Okay, that one sounds plausible. But what about the udelay before
__intel_wait_for_register_fw? What difference does it make between:
1)
udelay
loop:
read
break if idle
udelay
2)
loop:
read
break if idle
udelay
Is the read wihtout the udelay dangerous?
Also, why is this doing a 5ms atomic wait? Why not fast-slow to be more
CPU friendly? Does the workaround suggest a typical wait time?
Regards,
Tvrtko
>
> Thanks,
> Umesh
>
>>
>>> +
>>> + /* Wait for forcewake request to complete in GPM */
>>> + ret = __intel_wait_for_register_fw(gt->uncore,
>>> + GEN9_PWRGT_DOMAIN_STATUS,
>>> + fw_mask, fw_mask, 5000, 0, NULL);
>>> +
>>> + /* Ensure CS receives fw ack from GPM */
>>> + udelay(1);
>>> +
>>> + if (ret)
>>> + GT_TRACE(gt, "Failed to complete pending forcewake %d\n", ret);
>>> +}
>>> +
>>> +/*
>>> + * Wa_22011802037:gen12: In addition to stopping the cs, we need to
>>> wait for any
>>> + * pending MI_FORCE_WAKEUP requests that the CS has initiated to
>>> complete.
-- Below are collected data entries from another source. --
//! Command-line argument definition and processing.

use clap::Parser;

use appmarket::config::{Settings, normalize_base_url};
use appmarket::state::{SortDirection, SortSpec, ViewQuery};

/// appmarket - Browse marketplace apps merged with their installed status
#[derive(Parser, Debug)]
#[command(name = "appmarket")]
#[command(version)]
#[command(about = "Browse marketplace apps merged with their installed status", long_about = None)]
#[allow(clippy::struct_excessive_bools)]
pub struct Args {
    /// Server API base URL (overrides base_url in settings.conf)
    #[arg(long)]
    pub base_url: Option<String>,

    /// Only list apps whose name contains this text (case-insensitive)
    #[arg(short, long)]
    pub search: Option<String>,

    /// Order names Z to A instead of A to Z
    #[arg(long)]
    pub desc: bool,

    /// Page number to show, starting at 1
    #[arg(short, long, default_value_t = 1)]
    pub page: usize,

    /// Apps per page (overrides items_per_page in settings.conf)
    #[arg(long)]
    pub per_page: Option<usize>,

    /// Keep running, apply app events read as JSON lines from stdin, and re-render on change
    #[arg(short, long)]
    pub watch: bool,

    /// Print the page as JSON instead of a table
    #[arg(long)]
    pub json: bool,

    /// Set the logging level (trace, debug, info, warn, error)
    #[arg(long, default_value = "info")]
    pub log_level: String,

    /// Enable verbose output (equivalent to --log-level debug)
    #[arg(short, long)]
    pub verbose: bool,
}

/// What: Merge CLI overrides into the loaded settings.
///
/// Inputs:
/// - `args`: Parsed command-line arguments
/// - `settings`: Settings loaded from `settings.conf`
///
/// Output:
/// - Settings with `--base-url` and `--per-page` applied.
#[must_use]
pub fn apply_overrides(args: &Args, mut settings: Settings) -> Settings {
    if let Some(url) = args.base_url.as_deref() {
        settings.base_url = normalize_base_url(url);
    }
    if let Some(n) = args.per_page
        && n > 0
    {
        settings.items_per_page = n;
    }
    if args.desc {
        settings.sort_direction = SortDirection::Desc;
    }
    settings
}

/// What: Build the list view inputs from arguments and effective settings.
///
/// Inputs:
/// - `args`: Parsed command-line arguments
/// - `settings`: Effective settings (after [`apply_overrides`])
///
/// Output:
/// - `ViewQuery` whose offset is the first item of the requested page.
#[must_use]
pub fn view_query(args: &Args, settings: &Settings) -> ViewQuery {
    let per_page = settings.items_per_page.max(1);
    ViewQuery {
        filter_text: args.search.clone().unwrap_or_default(),
        sort: SortSpec {
            direction: settings.sort_direction,
            ..SortSpec::default()
        },
        page_offset: args.page.saturating_sub(1).saturating_mul(per_page),
        items_per_page: per_page,
    }
}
The
>>> + * pending status is indicated by bits[13:9] (masked by bits[
>>> 29:25]) in the
>>
>> Extra space in square brackets.
>>
>>> + * MSG_IDLE register. There's one MSG_IDLE register per reset
>>> domain. Since we
>>> + * are concerned only with the gt reset here, we use a logical OR of
>>> pending
>>> + * forcewakeups from all reset domains and then wait for them to
>>> complete by
>>> + * querying PWRGT_DOMAIN_STATUS.
>>> + */
>>> +void intel_engine_wait_for_pending_mi_fw(struct intel_engine_cs
>>> *engine)
>>> +{
>>> + u32 fw_pending = __cs_pending_mi_force_wakes(engine);
>>> +
>>> + if (fw_pending)
>>> + __gpm_wait_for_fw_complete(engine->gt, fw_pending);
>>> +}
>>> +
>>> static u32
>>> read_subslice_reg(const struct intel_engine_cs *engine,
>>> int slice, int subslice, i915_reg_t reg)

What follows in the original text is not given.